Would you retype each record exactly as given?

(Stored items from a collection)
++++++++++++++++++++

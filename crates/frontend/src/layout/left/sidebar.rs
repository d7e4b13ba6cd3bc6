//! Sidebar navigation between the admin sections

use crate::shared::icons::icon;
use crate::system::auth::context::{do_logout, use_auth};
use leptos::prelude::*;
use leptos_router::hooks::{use_location, use_navigate};

#[derive(Clone, Copy, Debug, PartialEq)]
struct MenuItem {
    path: &'static str,
    label: &'static str,
    icon: &'static str,
}

const MENU: [MenuItem; 3] = [
    MenuItem {
        path: "/dashboard",
        label: "Ταμπλό",
        icon: "dashboard",
    },
    MenuItem {
        path: "/products",
        label: "Προϊόντα",
        icon: "products",
    },
    MenuItem {
        path: "/orders",
        label: "Παραγγελίες",
        icon: "orders",
    },
];

/// `/products/new` still highlights "Προϊόντα"
fn is_active(item_path: &str, current: &str) -> bool {
    current == item_path || current.starts_with(&format!("{}/", item_path))
}

#[component]
pub fn Sidebar() -> impl IntoView {
    let (_, set_auth_state) = use_auth();
    let location = use_location();
    let navigate = use_navigate();

    let logout = {
        let navigate = navigate.clone();
        move |_| {
            do_logout(set_auth_state);
            navigate("/login", Default::default());
        }
    };

    view! {
        <div class="app-sidebar__content">
            {MENU.into_iter().map(|item| {
                let navigate = navigate.clone();
                view! {
                    <div
                        class="app-sidebar__item"
                        class:app-sidebar__item--active=move || is_active(item.path, &location.pathname.get())
                        on:click=move |_| navigate(item.path, Default::default())
                    >
                        <div class="app-sidebar__item-content">
                            {icon(item.icon)}
                            <span>{item.label}</span>
                        </div>
                    </div>
                }
            }).collect_view()}

            <div class="app-sidebar__item app-sidebar__item--logout" on:click=logout>
                <div class="app-sidebar__item-content">
                    {icon("log-out")}
                    <span>"Αποσύνδεση"</span>
                </div>
            </div>
        </div>
    }
}

#[cfg(test)]
mod tests {
    use super::*;

    #[test]
    fn test_active_matches_nested_paths() {
        assert!(is_active("/products", "/products"));
        assert!(is_active("/products", "/products/12/edit"));
        assert!(!is_active("/products", "/productsx"));
        assert!(!is_active("/orders", "/dashboard"));
    }
}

++++++++++++++++++++

# Solution for this task
filename crates/frontend/src/layout/left/sidebar.rs
repository d7e4b13ba6cd3bc6
//! Sidebar navigation between the admin sections

use crate::shared::icons::icon;
use crate::system::auth::context::{do_logout, use_auth};
use leptos::prelude::*;
use leptos_router::hooks::{use_location, use_navigate};

#[derive(Clone, Copy, Debug, PartialEq)]
struct MenuItem {
    path: &'static str,
    label: &'static str,
    icon: &'static str,
}

const MENU: [MenuItem; 3] = [
    MenuItem {
        path: "/dashboard",
        label: "Ταμπλό",
        icon: "dashboard",
    },
    MenuItem {
        path: "/products",
        label: "Προϊόντα",
        icon: "products",
    },
    MenuItem {
        path: "/orders",
        label: "Παραγγελίες",
        icon: "orders",
    },
];

/// `/products/new` still highlights "Προϊόντα"
fn is_active(item_path: &str, current: &str) -> bool {
    current == item_path || current.starts_with(&format!("{}/", item_path))
}

#[component]
pub fn Sidebar() -> impl IntoView {
    let (_, set_auth_state) = use_auth();
    let location = use_location();
    let navigate = use_navigate();

    let logout = {
        let navigate = navigate.clone();
        move |_| {
            do_logout(set_auth_state);
            navigate("/login", Default::default());
        }
    };

    view! {
        <div class="app-sidebar__content">
            {MENU.into_iter().map(|item| {
                let navigate = navigate.clone();
                view! {
                    <div
                        class="app-sidebar__item"
                        class:app-sidebar__item--active=move || is_active(item.path, &location.pathname.get())
                        on:click=move |_| navigate(item.path, Default::default())
                    >
                        <div class="app-sidebar__item-content">
                            {icon(item.icon)}
                            <span>{item.label}</span>
                        </div>
                    </div>
                }
            }).collect_view()}

            <div class="app-sidebar__item app-sidebar__item--logout" on:click=logout>
                <div class="app-sidebar__item-content">
                    {icon("log-out")}
                    <span>"Αποσύνδεση"</span>
                </div>
            </div>
        </div>
    }
}

#[cfg(test)]
mod tests {
    use super::*;

    #[test]
    fn test_active_matches_nested_paths() {
        assert!(is_active("/products", "/products"));
        assert!(is_active("/products", "/products/12/edit"));
        assert!(!is_active("/products", "/productsx"));
        assert!(!is_active("/orders", "/dashboard"));
    }
}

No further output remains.